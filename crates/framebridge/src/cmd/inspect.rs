use std::sync::Arc;

use framebridge_envelope::{placement_from_address, query_param, ORIGIN_PARAM};
use framebridge_peer::{GuestEndpoint, HostConfig, HostEndpoint};
use framebridge_transport::{origin_of, FrameElement, MessageBus, Window, OPAQUE_ORIGIN};
use serde::Serialize;

use crate::cmd::InspectArgs;
use crate::exit::{transport_error, CliError, CliResult, DATA_INVALID, SUCCESS};
use crate::output::{or_dash, print_json, table, OutputFormat};

/// Blank document the probe host runs in.
const PROBE_HOST: &str = "about:blank";

#[derive(Serialize)]
struct InspectOutput {
    schema_id: &'static str,
    frame_src: String,
    peer_origin: Option<String>,
    placement: Option<String>,
    declared_origin: Option<String>,
    hostable: bool,
    host_error: Option<String>,
    guestable: bool,
    guest_error: Option<String>,
}

pub fn run(args: InspectArgs, format: OutputFormat) -> CliResult<i32> {
    let out = inspect(&args.frame_src)?;
    print_inspect(&out, format);

    match &out.host_error {
        None => Ok(SUCCESS),
        Some(reason) => Err(CliError::new(
            DATA_INVALID,
            format!("frame address cannot back a host: {reason}"),
        )),
    }
}

fn inspect(frame_src: &str) -> CliResult<InspectOutput> {
    let bus = MessageBus::new();
    let probe = bus
        .open_window(PROBE_HOST)
        .map_err(|err| transport_error("open probe window", err))?;

    let host_error = HostEndpoint::new(
        Arc::new(probe.clone()),
        HostConfig::new(FrameElement::detached(frame_src)),
    )
    .err()
    .map(|err| err.to_string());

    let guest_error = match bus.open_frame(probe.id(), frame_src) {
        Ok((window, _)) => GuestEndpoint::new(Arc::new(window), |_, _| {})
            .err()
            .map(|err| err.to_string()),
        Err(err) => Some(err.to_string()),
    };

    Ok(InspectOutput {
        schema_id: "https://schemas.3leaps.dev/framebridge/cli/v1/frame-inspect.schema.json",
        frame_src: frame_src.to_string(),
        peer_origin: origin_of(frame_src)
            .ok()
            .filter(|origin| origin != OPAQUE_ORIGIN),
        placement: placement_from_address(frame_src).ok().flatten(),
        declared_origin: query_param(frame_src, ORIGIN_PARAM).ok().flatten(),
        hostable: host_error.is_none(),
        host_error,
        guestable: guest_error.is_none(),
        guest_error,
    })
}

fn print_inspect(out: &InspectOutput, format: OutputFormat) {
    match format {
        OutputFormat::Json => print_json(out),
        OutputFormat::Table => {
            let mut table = table(vec!["FIELD", "VALUE"]);
            table
                .add_row(vec!["frame_src".to_string(), out.frame_src.clone()])
                .add_row(vec![
                    "peer_origin".to_string(),
                    or_dash(out.peer_origin.as_deref()),
                ])
                .add_row(vec![
                    "placement".to_string(),
                    or_dash(out.placement.as_deref()),
                ])
                .add_row(vec![
                    "declared_origin".to_string(),
                    or_dash(out.declared_origin.as_deref()),
                ])
                .add_row(vec![
                    "host".to_string(),
                    verdict(out.hostable, out.host_error.as_deref()),
                ])
                .add_row(vec![
                    "guest".to_string(),
                    verdict(out.guestable, out.guest_error.as_deref()),
                ]);
            println!("{table}");
        }
        OutputFormat::Pretty => {
            println!("Frame:");
            println!("  Address:          {}", out.frame_src);
            println!("  Peer origin:      {}", or_dash(out.peer_origin.as_deref()));
            println!("  Placement:        {}", or_dash(out.placement.as_deref()));
            println!("  Declared origin:  {}", or_dash(out.declared_origin.as_deref()));
            println!(
                "  Host:             {}",
                verdict(out.hostable, out.host_error.as_deref())
            );
            println!(
                "  Guest:            {}",
                verdict(out.guestable, out.guest_error.as_deref())
            );
        }
    }
}

fn verdict(ok: bool, error: Option<&str>) -> String {
    match (ok, error) {
        (true, _) => "ok".to_string(),
        (false, Some(reason)) => format!("fails: {reason}"),
        (false, None) => "fails".to_string(),
    }
}
/// Errors that can occur while building or parsing envelopes.
#[derive(Debug, thiserror::Error)]
pub enum EnvelopeError {
    /// The message is not a well-formed envelope.
    #[error("The message format is invalid: {0}")]
    InvalidMessageFormat(String),

    /// An address could not be parsed as a URL.
    #[error("invalid address '{address}': {source}")]
    InvalidAddress {
        address: String,
        source: url::ParseError,
    },
}

pub type Result<T> = std::result::Result<T, EnvelopeError>;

========================================================================

EXERCISE DIRECTIONS: All records above are to be output again exactly as they stand.

SOLUTION TO THIS TASK:
filename crates/framebridge/src/cmd/inspect.rs
use std::sync::Arc;

use framebridge_envelope::{placement_from_address, query_param, ORIGIN_PARAM};
use framebridge_peer::{GuestEndpoint, HostConfig, HostEndpoint};
use framebridge_transport::{origin_of, FrameElement, MessageBus, Window, OPAQUE_ORIGIN};
use serde::Serialize;

use crate::cmd::InspectArgs;
use crate::exit::{transport_error, CliError, CliResult, DATA_INVALID, SUCCESS};
use crate::output::{or_dash, print_json, table, OutputFormat};

/// Blank document the probe host runs in.
const PROBE_HOST: &str = "about:blank";

#[derive(Serialize)]
struct InspectOutput {
    schema_id: &'static str,
    frame_src: String,
    peer_origin: Option<String>,
    placement: Option<String>,
    declared_origin: Option<String>,
    hostable: bool,
    host_error: Option<String>,
    guestable: bool,
    guest_error: Option<String>,
}

pub fn run(args: InspectArgs, format: OutputFormat) -> CliResult<i32> {
    let out = inspect(&args.frame_src)?;
    print_inspect(&out, format);

    match &out.host_error {
        None => Ok(SUCCESS),
        Some(reason) => Err(CliError::new(
            DATA_INVALID,
            format!("frame address cannot back a host: {reason}"),
        )),
    }
}

fn inspect(frame_src: &str) -> CliResult<InspectOutput> {
    let bus = MessageBus::new();
    let probe = bus
        .open_window(PROBE_HOST)
        .map_err(|err| transport_error("open probe window", err))?;

    let host_error = HostEndpoint::new(
        Arc::new(probe.clone()),
        HostConfig::new(FrameElement::detached(frame_src)),
    )
    .err()
    .map(|err| err.to_string());

    let guest_error = match bus.open_frame(probe.id(), frame_src) {
        Ok((window, _)) => GuestEndpoint::new(Arc::new(window), |_, _| {})
            .err()
            .map(|err| err.to_string()),
        Err(err) => Some(err.to_string()),
    };

    Ok(InspectOutput {
        schema_id: "https://schemas.3leaps.dev/framebridge/cli/v1/frame-inspect.schema.json",
        frame_src: frame_src.to_string(),
        peer_origin: origin_of(frame_src)
            .ok()
            .filter(|origin| origin != OPAQUE_ORIGIN),
        placement: placement_from_address(frame_src).ok().flatten(),
        declared_origin: query_param(frame_src, ORIGIN_PARAM).ok().flatten(),
        hostable: host_error.is_none(),
        host_error,
        guestable: guest_error.is_none(),
        guest_error,
    })
}

fn print_inspect(out: &InspectOutput, format: OutputFormat) {
    match format {
        OutputFormat::Json => print_json(out),
        OutputFormat::Table => {
            let mut table = table(vec!["FIELD", "VALUE"]);
            table
                .add_row(vec!["frame_src".to_string(), out.frame_src.clone()])
                .add_row(vec![
                    "peer_origin".to_string(),
                    or_dash(out.peer_origin.as_deref()),
                ])
                .add_row(vec![
                    "placement".to_string(),
                    or_dash(out.placement.as_deref()),
                ])
                .add_row(vec![
                    "declared_origin".to_string(),
                    or_dash(out.declared_origin.as_deref()),
                ])
                .add_row(vec![
                    "host".to_string(),
                    verdict(out.hostable, out.host_error.as_deref()),
                ])
                .add_row(vec![
                    "guest".to_string(),
                    verdict(out.guestable, out.guest_error.as_deref()),
                ]);
            println!("{table}");
        }
        OutputFormat::Pretty => {
            println!("Frame:");
            println!("  Address:          {}", out.frame_src);
            println!("  Peer origin:      {}", or_dash(out.peer_origin.as_deref()));
            println!("  Placement:        {}", or_dash(out.placement.as_deref()));
            println!("  Declared origin:  {}", or_dash(out.declared_origin.as_deref()));
            println!(
                "  Host:             {}",
                verdict(out.hostable, out.host_error.as_deref())
            );
            println!(
                "  Guest:            {}",
                verdict(out.guestable, out.guest_error.as_deref())
            );
        }
    }
}

fn verdict(ok: bool, error: Option<&str>) -> String {
    match (ok, error) {
        (true, _) => "ok".to_string(),
        (false, Some(reason)) => format!("fails: {reason}"),
        (false, None) => "fails".to_string(),
    }
}
/// Errors that can occur while building or parsing envelopes.
#[derive(Debug, thiserror::Error)]
pub enum EnvelopeError {
    /// The message is not a well-formed envelope.
    #[error("The message format is invalid: {0}")]
    InvalidMessageFormat(String),

    /// An address could not be parsed as a URL.
    #[error("invalid address '{address}': {source}")]
    InvalidAddress {
        address: String,
        source: url::ParseError,
    },
}

pub type Result<T> = std::result::Result<T, EnvelopeError>;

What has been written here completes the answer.